Lower for Much Longer
York asserts that the inaction by OPEC doesn’t change much for North American companies in the near term.
“They were going into their 2016 budgets planning for a pretty bearish world where they can say, ‘We’ve got a budget that where we can survive at the price today,” he said. “This is just another data point that allows to say why they were worried.”
However, with oil prices stuck in the low $40s – and often enough, slipping below that threshold – what happens in 2016 becomes increasingly important, not just for the next couple of years, but for the next decade.
“The longer prices stay low, the harder it’s going to be for companies to make the big capital project commitments that need to be made for this market to balance itself in the future. We don’t need those big projects this year or next year, but when you get toward the end of the decade, we’re going to need those big projects if we’re going to keep the market well-supplied. Lower prices make it harder to make that commitment,” York said.
The key is how fast – or even, whether – the market rebalances in the second half of next year. If the market delivers price signals that those high-dollar project commitments can be made, they could be on-stream by the early part of the next decade.
Nevertheless, York said he doesn’t view this one OPEC meeting is the game-changer. Rather, it could be that the rebalance is beginning.
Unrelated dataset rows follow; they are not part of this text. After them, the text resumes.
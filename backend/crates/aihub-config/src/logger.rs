//! Shared fern setup for the `aihub` binaries.
//!
//! Every line is `[<rfc3339> - <LEVEL>] <message> [<file>:<line>]`. A log file
//! always gets plain levels; terminal sinks color the level when asked to.

use crate::{ConfigError, ConfigErrorResult, LogLevel};

use std::fmt;
use std::path::{Path, PathBuf};
use std::time::SystemTime;

use fern::Dispatch;
use fern::colors::{Color, ColoredLevelConfig};

/// Terminal stream used when no log file is configured.
#[derive(Debug, Clone, Copy, PartialEq, Eq)]
pub enum LogSink {
    /// Long-running services
    Stdout,
    /// Commands whose stdout carries their result
    Stderr,
}

impl fmt::Display for LogSink {
    fn fmt(&self, f: &mut fmt::Formatter<'_>) -> fmt::Result {
        match self {
            LogSink::Stdout => f.write_str("stdout"),
            LogSink::Stderr => f.write_str("stderr"),
        }
    }
}

/// Install the global logger. Fails if a logger is already installed or the
/// log file cannot be opened.
pub fn initialize(
    level: LogLevel,
    log_file: Option<PathBuf>,
    colored: bool,
    sink: LogSink,
) -> ConfigErrorResult<()> {
    build_dispatch(level, log_file.as_deref(), colored, sink)?
        .apply()
        .map_err(|e| ConfigError::logger(format!("cannot install logger: {e}")))?;

    match log_file {
        Some(path) => log::debug!("Logger initialized: level={}, file={}", level, path.display()),
        None => log::debug!("Logger initialized: level={}, {}", level, sink),
    }

    Ok(())
}

pub(crate) fn build_dispatch(
    level: LogLevel,
    log_file: Option<&Path>,
    colored: bool,
    sink: LogSink,
) -> ConfigErrorResult<Dispatch> {
    let colors = (colored && log_file.is_none()).then(level_colors);

    let dispatch = Dispatch::new()
        .level(level.0)
        .format(move |out, message, record| {
            let date = humantime::format_rfc3339(SystemTime::now());
            let file = record.file().unwrap_or("unknown");
            let line = record.line().unwrap_or(0);
            match &colors {
                Some(colors) => out.finish(format_args!(
                    "[{date} - {}] {message} [{file}:{line}]",
                    colors.color(record.level())
                )),
                None => out.finish(format_args!(
                    "[{date} - {}] {message} [{file}:{line}]",
                    record.level()
                )),
            }
        });

    let dispatch = match (log_file, sink) {
        (Some(path), _) => {
            let file = fern::log_file(path).map_err(|e| {
                ConfigError::logger(format!("cannot open {}: {e}", path.display()))
            })?;
            dispatch.chain(file)
        }
        (None, LogSink::Stdout) => dispatch.chain(std::io::stdout()),
        (None, LogSink::Stderr) => dispatch.chain(std::io::stderr()),
    };

    Ok(dispatch)
}

fn level_colors() -> ColoredLevelConfig {
    ColoredLevelConfig::new()
        .trace(Color::Magenta)
        .debug(Color::Blue)
        .info(Color::Green)
        .warn(Color::Yellow)
        .error(Color::Red)
}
“It’s going to be important to watch the non-OPEC supply number. We think it’s going to slow down, go flat and turn negative next year. Is that the pattern that we [will be] seeing? If it is, the market is heading toward rebalance,” he said, “If we get surprised on the non-OPEC supply side [in 2016] like we did this year, and we get surprised on the strong side of non-OPEC supply next year, then we could be in this for a lot longer than the next couple of years because it’s just going to take that much longer to unwind everything.”
Fix from Financial Stress
Commodities researchers at Goldman Sachs had actually forecast OPEC crude production modestly above current output, reaching 31.8 MMbopd, with a summer peak at 32 MMbopd. That Dec. 4 report calculation is based on Goldman’s expectation of moderate core OPEC growth; Iraq dipping below current levels; and timid growth in Iraq.
Goldman said it could be the fourth quarter of 2016 when the global oil market begins to rebalance. Their theory is based on the following: the high point for the starting surplus; resilient non-OPEC supply; and slightly weaker demand.
“Importantly, our forecast for a late 2016 rebalancing is predicated on a .5 MMbopd decline in the Lower 48 production, which we believe is not yet on track at the current U.S. oil rig count,” they said. “For now, our price forecast reflects our belief that ‘financial stress’ can solve the current market imbalance by gradually reducing excess supply capacity as demand recovers.”